The course schedule is unique in regards to my focus on access and accessibility. I have provided not only a summary of each day's activity and homework, but students can access detailed breakdowns of each class period.

"I really liked how she involved everyone in the class. I definitely feel like she did a great job creating discussions in the class. She made everyone interested in the course by giving different projects and assignments in different subject areas that others would enjoy. For example, for a genre project, she allowed students to either do a legal motion, editing a script, creating a website, making a business plan."

"Ms. Stark provided consistent quality feedback whenever desired and often accompanied criticism with suggestions on how to address and fix the problems outlined. She always engaged with students and alongside the small size of the class, it felt like personal attention to work was never out of reach. Using projects instead of exams to structure the demonstration of course concepts felt much more appropriate to the subject matter and allowed me to delve into different aspects of what an EWM career would be like. I now know, for instance, that I do not enjoy PR work, but I do enjoy copyediting."

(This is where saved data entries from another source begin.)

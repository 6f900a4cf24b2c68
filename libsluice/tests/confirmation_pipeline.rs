//! Exercises the chain service's confirmation pipeline against the mock
//! chain: confirmation depth, reorg discard, missed-event recovery and
//! subscription loss.

use alloy_primitives::{Address, B256, U256};
use libsluice::chain::client::LogPayload;
use libsluice::chain::mock::MockChain;
use libsluice::chain::service::{ChainService, ChainServiceConfig, ChainServiceError};
use libsluice::chain::{ChainEvent, ChainEventDetail};
use libsluice::types::Destination;
use std::time::Duration;
use tokio::sync::mpsc;
use tokio::time::timeout;

const SIGNER: Address = Address::repeat_byte(0x5e);
const ADJUDICATOR: Address = Address::repeat_byte(0x0a);

fn channel_id(byte: u8) -> Destination {
    Destination(B256::repeat_byte(byte))
}

fn test_config() -> ChainServiceConfig {
    ChainServiceConfig {
        required_confirmations: 2,
        min_backoff: Duration::from_millis(20),
        max_backoff: Duration::from_secs(5),
        resub_interval: Duration::from_secs(600),
        max_query_block_range: 10,
        event_buffer_capacity: 64,
    }
}

async fn start_service(chain: &MockChain) -> (ChainService<MockChain>, mpsc::Receiver<ChainEvent>) {
    let mut service = ChainService::new(chain.clone(), ADJUDICATOR, SIGNER, 0, test_config())
        .await
        .expect("chain service should start");
    let events = service.event_feed().unwrap();
    (service, events)
}

async fn expect_event(events: &mut mpsc::Receiver<ChainEvent>) -> ChainEvent {
    timeout(Duration::from_secs(5), events.recv())
        .await
        .expect("timed out waiting for a chain event")
        .expect("event feed closed")
}

async fn expect_no_event(events: &mut mpsc::Receiver<ChainEvent>) {
    if let Ok(event) = timeout(Duration::from_millis(200), events.recv()).await {
        panic!("expected no event, got {:?}", event);
    }
}

#[tokio::test]
async fn events_wait_for_confirmation_depth() {
    env_logger::try_init().ok();
    let chain = MockChain::new(SIGNER);
    let (service, mut events) = start_service(&chain).await;

    let id = channel_id(1);
    chain.emit_log(id, LogPayload::Deposited { asset: Address::ZERO, now_held: U256::from(5) });

    // Zero and one confirmations: nothing is dispatched.
    expect_no_event(&mut events).await;
    chain.mine_block();
    expect_no_event(&mut events).await;

    // Second confirmation releases the event, exactly once.
    chain.mine_block();
    let event = expect_event(&mut events).await;
    assert_eq!(event.channel_id, id);
    assert!(matches!(event.detail, ChainEventDetail::Deposited { .. }));
    // The block timestamp rode along with the event.
    assert_eq!(event.block.timestamp, event.block.block_num * 12);

    chain.mine_blocks(3);
    expect_no_event(&mut events).await;

    service.close().await;
}

#[tokio::test]
async fn reorged_events_are_discarded() {
    env_logger::try_init().ok();
    let chain = MockChain::new(SIGNER);
    let (service, mut events) = start_service(&chain).await;

    let id = channel_id(2);
    chain.emit_log(id, LogPayload::Concluded);
    let reorg_point = chain.latest_block_num();

    // The event's block is replaced before it confirms.
    chain.reorg(reorg_point);
    chain.mine_blocks(3);
    expect_no_event(&mut events).await;

    // The chain still works for later events.
    chain.emit_log(id, LogPayload::Concluded);
    chain.mine_blocks(2);
    let event = expect_event(&mut events).await;
    assert!(matches!(event.detail, ChainEventDetail::Concluded));

    service.close().await;
}

#[tokio::test]
async fn startup_recovers_missed_events() {
    env_logger::try_init().ok();
    let chain = MockChain::new(SIGNER);

    // Logs emitted before the service exists, spread over more blocks than
    // one query chunk covers.
    let id = channel_id(3);
    chain.emit_log(id, LogPayload::Deposited { asset: Address::ZERO, now_held: U256::from(1) });
    chain.mine_blocks(15);
    chain.emit_log(id, LogPayload::Deposited { asset: Address::ZERO, now_held: U256::from(2) });
    chain.mine_blocks(2);

    let (service, mut events) = start_service(&chain).await;
    // Already-confirmed history needs one fresh block to trigger a drain.
    chain.mine_block();

    let first = expect_event(&mut events).await;
    let second = expect_event(&mut events).await;
    match (&first.detail, &second.detail) {
        (
            ChainEventDetail::Deposited { now_held: a, .. },
            ChainEventDetail::Deposited { now_held: b, .. },
        ) => {
            assert_eq!(*a, U256::from(1));
            assert_eq!(*b, U256::from(2));
        }
        other => panic!("expected two deposit events, got {:?}", other),
    }
    assert!(first.ordering_key() < second.ordering_key());

    service.close().await;
}

#[tokio::test]
async fn dropped_subscriptions_recover_without_losing_events() {
    env_logger::try_init().ok();
    let chain = MockChain::new(SIGNER);
    let (service, mut events) = start_service(&chain).await;

    // Both subscriptions die; an event fires while we are disconnected.
    chain.drop_subscriptions();
    let id = channel_id(4);
    chain.emit_log(id, LogPayload::Deposited { asset: Address::ZERO, now_held: U256::from(9) });
    chain.mine_blocks(2);

    // Resubscription runs missed-event recovery; fresh blocks let the head
    // listener drain the queue once it is back.
    let event = timeout(Duration::from_secs(10), async {
        loop {
            chain.mine_block();
            if let Ok(Some(event)) = timeout(Duration::from_millis(100), events.recv()).await {
                return event;
            }
        }
    })
    .await
    .expect("service should recover the event after resubscribing");

    assert_eq!(event.channel_id, id);
    assert!(matches!(event.detail, ChainEventDetail::Deposited { .. }));

    service.close().await;
}

#[tokio::test]
async fn stalled_consumer_is_a_fatal_error() {
    env_logger::try_init().ok();
    let chain = MockChain::new(SIGNER);
    let mut config = test_config();
    config.event_buffer_capacity = 1;
    let mut service = ChainService::new(chain.clone(), ADJUDICATOR, SIGNER, 0, config)
        .await
        .expect("chain service should start");
    // Take the feed but never read it.
    let _events = service.event_feed().unwrap();
    let mut errors = service.error_feed().unwrap();

    let id = channel_id(5);
    chain.emit_log(id, LogPayload::Concluded);
    chain.emit_log(id, LogPayload::Concluded);
    chain.mine_blocks(3);

    let err = timeout(Duration::from_secs(5), errors.recv())
        .await
        .expect("timed out waiting for a fatal error")
        .expect("error feed closed");
    assert!(matches!(err, ChainServiceError::EventBufferFull));

    service.close().await;
}

#[tokio::test]
async fn watermark_trails_the_head() {
    env_logger::try_init().ok();
    let chain = MockChain::new(SIGNER);
    let (service, _events) = start_service(&chain).await;

    assert_eq!(service.get_last_confirmed_block_num(), 0);
    chain.mine_blocks(5);
    // Wait for the head listener to observe the final block.
    timeout(Duration::from_secs(5), async {
        while service.latest_block().block_num < 5 {
            tokio::time::sleep(Duration::from_millis(10)).await;
        }
    })
    .await
    .expect("head listener should observe mined blocks");
    assert_eq!(service.get_last_confirmed_block_num(), 3);

    service.close().await;
}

"She constantly encouraged us to look deeper than the surface and to always find a way to portray your message, no matter the circumstances. Many of the activities she planned were great and very helpful to learning the course material. I feel I learned the most from this class out of all of my classes this semester and I've learned relevant skills that I will be able to apply later on in my career."

Course Design

This upper-level writing course has a professional writing focus. Students learn about rhetoric, composing, genre, circulation, and discourse communities through the lens of their future professional communities. All of my courses have a focus on transfer (i.e., how students are able to draw upon, use, and repurpose their knowledge for new contexts; see Yancey et al., 2014, Writing Across Contexts). Therefore, in order to achieve the learning outcomes, I ground the course content through key terms: rhetoric, genre, audience, purpose, remediation, network, and composer. 

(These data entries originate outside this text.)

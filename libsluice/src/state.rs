use crate::crypto::{CryptoError, SecretKey, Signature};
use crate::outcome::Exit;
use crate::types::Destination;
use alloy_primitives::{keccak256, Address, B256};
use serde::{Deserialize, Serialize};
use thiserror::Error;

#[derive(Clone, Debug, Error)]
pub enum StateError {
    #[error("A channel requires at least two participants")]
    TooFewParticipants,
    #[error("Participant {0} appears more than once")]
    DuplicateParticipant(Address),
    #[error("Could not sign the state: {0}")]
    Signing(#[from] CryptoError),
}

/// The immutable parameters of a channel. Together they determine the
/// channel's id, so changing any of them creates a different channel.
#[derive(Clone, Debug, PartialEq, Eq, Serialize, Deserialize)]
pub struct FixedPart {
    /// Participant signing addresses. A participant's position in this list
    /// is its signing identity for the lifetime of the channel.
    pub participants: Vec<Address>,
    /// Disambiguates channels between the same participants.
    pub channel_nonce: u64,
    /// The application contract governing state transitions.
    pub app_definition: Address,
    /// Seconds a registered challenge stays open before finalizing.
    pub challenge_duration: u32,
}

impl FixedPart {
    pub fn validate(&self) -> Result<(), StateError> {
        if self.participants.len() < 2 {
            return Err(StateError::TooFewParticipants);
        }
        for (i, p) in self.participants.iter().enumerate() {
            if self.participants[..i].contains(p) {
                return Err(StateError::DuplicateParticipant(*p));
            }
        }
        Ok(())
    }

    /// The channel's deterministic identifier: a hash over the fixed
    /// parameters, in order.
    pub fn channel_id(&self) -> Destination {
        let mut hasher = FieldHasher::new(b"sluice channel id v1");
        hasher.field(b"participants", &encode_addresses(&self.participants));
        hasher.field(b"channel_nonce", &self.channel_nonce.to_be_bytes());
        hasher.field(b"app_definition", self.app_definition.as_slice());
        hasher.field(b"challenge_duration", &self.challenge_duration.to_be_bytes());
        Destination(hasher.finalize())
    }
}

/// The parts of a state that change from round to round.
#[derive(Clone, Debug, Default, PartialEq, Eq, Serialize, Deserialize)]
pub struct VariablePart {
    #[serde(serialize_with = "crate::helpers::to_hex", deserialize_with = "crate::helpers::from_hex")]
    pub app_data: Vec<u8>,
    pub outcome: Exit,
    pub turn_num: u64,
    pub is_final: bool,
}

/// A turn-numbered state proposal for a channel.
#[derive(Clone, Debug, PartialEq, Eq, Serialize, Deserialize)]
pub struct State {
    pub fixed: FixedPart,
    pub variable: VariablePart,
}

impl State {
    pub fn validate(&self) -> Result<(), StateError> {
        self.fixed.validate()
    }

    pub fn channel_id(&self) -> Destination {
        self.fixed.channel_id()
    }

    pub fn turn_num(&self) -> u64 {
        self.variable.turn_num
    }

    pub fn is_final(&self) -> bool {
        self.variable.is_final
    }

    /// The hash participants sign: a commitment to the channel id and the
    /// full variable part.
    pub fn hash(&self) -> B256 {
        let mut hasher = FieldHasher::new(b"sluice state v1");
        hasher.field(b"channel_id", self.channel_id().as_bytes());
        hasher.field(b"app_data", &self.variable.app_data);
        hasher.field(b"outcome", &encode_exit(&self.variable.outcome));
        hasher.field(b"turn_num", &self.variable.turn_num.to_be_bytes());
        hasher.field(b"is_final", &[self.variable.is_final as u8]);
        hasher.finalize()
    }

    /// The hash signed by a challenger to authorize a challenge with this
    /// state, domain-separated from the ordinary state signature.
    pub fn challenge_hash(&self) -> B256 {
        let mut hasher = FieldHasher::new(b"sluice forced move v1");
        hasher.field(b"state_hash", self.hash().as_slice());
        hasher.finalize()
    }

    pub fn sign(&self, key: &SecretKey) -> Result<Signature, StateError> {
        Ok(key.sign_hash(self.hash())?)
    }

    /// Reassembles a state observed on chain from the channel's fixed part
    /// and the disputed variable part.
    pub fn from_parts(fixed: &FixedPart, variable: &VariablePart) -> State {
        State { fixed: fixed.clone(), variable: variable.clone() }
    }

    /// A copy of this state with a different turn number, used to derive the
    /// post-fund round from the pre-fund round.
    pub fn with_turn_num(&self, turn_num: u64) -> State {
        let mut next = self.clone();
        next.variable.turn_num = turn_num;
        next
    }
}

/// Accumulates length-prefixed labelled fields into a single keccak256.
/// Length prefixes keep distinct field sequences from colliding.
struct FieldHasher {
    buf: Vec<u8>,
}

impl FieldHasher {
    fn new(domain: &[u8]) -> Self {
        let mut buf = Vec::with_capacity(256);
        buf.extend_from_slice(&(domain.len() as u32).to_be_bytes());
        buf.extend_from_slice(domain);
        FieldHasher { buf }
    }

    fn field(&mut self, label: &[u8], data: &[u8]) {
        self.buf.extend_from_slice(&(label.len() as u32).to_be_bytes());
        self.buf.extend_from_slice(label);
        self.buf.extend_from_slice(&(data.len() as u32).to_be_bytes());
        self.buf.extend_from_slice(data);
    }

    fn finalize(self) -> B256 {
        keccak256(&self.buf)
    }
}

fn encode_addresses(addresses: &[Address]) -> Vec<u8> {
    let mut out = Vec::with_capacity(addresses.len() * 20);
    for a in addresses {
        out.extend_from_slice(a.as_slice());
    }
    out
}

/// Canonical byte encoding of an outcome for hashing purposes.
fn encode_exit(exit: &Exit) -> Vec<u8> {
    let mut out = Vec::new();
    out.extend_from_slice(&(exit.0.len() as u32).to_be_bytes());
    for sae in &exit.0 {
        out.extend_from_slice(sae.asset.as_slice());
        out.extend_from_slice(&(sae.metadata.len() as u32).to_be_bytes());
        out.extend_from_slice(&sae.metadata);
        out.extend_from_slice(&(sae.allocations.len() as u32).to_be_bytes());
        for allocation in &sae.allocations {
            out.extend_from_slice(allocation.destination.as_bytes());
            out.extend_from_slice(&allocation.amount.to_be_bytes::<32>());
            out.push(allocation.allocation_type as u8);
            out.extend_from_slice(&(allocation.metadata.len() as u32).to_be_bytes());
            out.extend_from_slice(&allocation.metadata);
        }
    }
    out
}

This course attempts to help students:

Understand the principles of composing and rhetoric;

Compose for multiple spaces—print (including posters, flyers, newsletters, pamphlets, and booklets), digital (screen), and network (internet) using different technologies and design strategies;

Understand the relationships that exist across and between texts, technologies, and materials; and

Edit and revise appropriately the texts created in each space.

Assignment Sheet Samples

Professional Representation

The components of this project include constructing a resume, cover letter, and remediated blog. However, this is not merely meant to help students secure a job after this course—though it has. This project allows students to learn about rhetoric, audience, and discourse communities by understanding first who they are as professional rhetors and second how to speak to members of different discourse and professional communities. These three different genres also demonstrate to students how purpose and audience affect how they compose within certain genres. 

Service Learning Project

In small groups, students reach out and collaborate with a local organization. They learn about audience, purpose, circulation, and genres through real-world professional experiences. With the organization, they identify a need the organization has and then students will fulfill that need within the confines of the project. These are live texts with real audiences, and many are still in circulation today.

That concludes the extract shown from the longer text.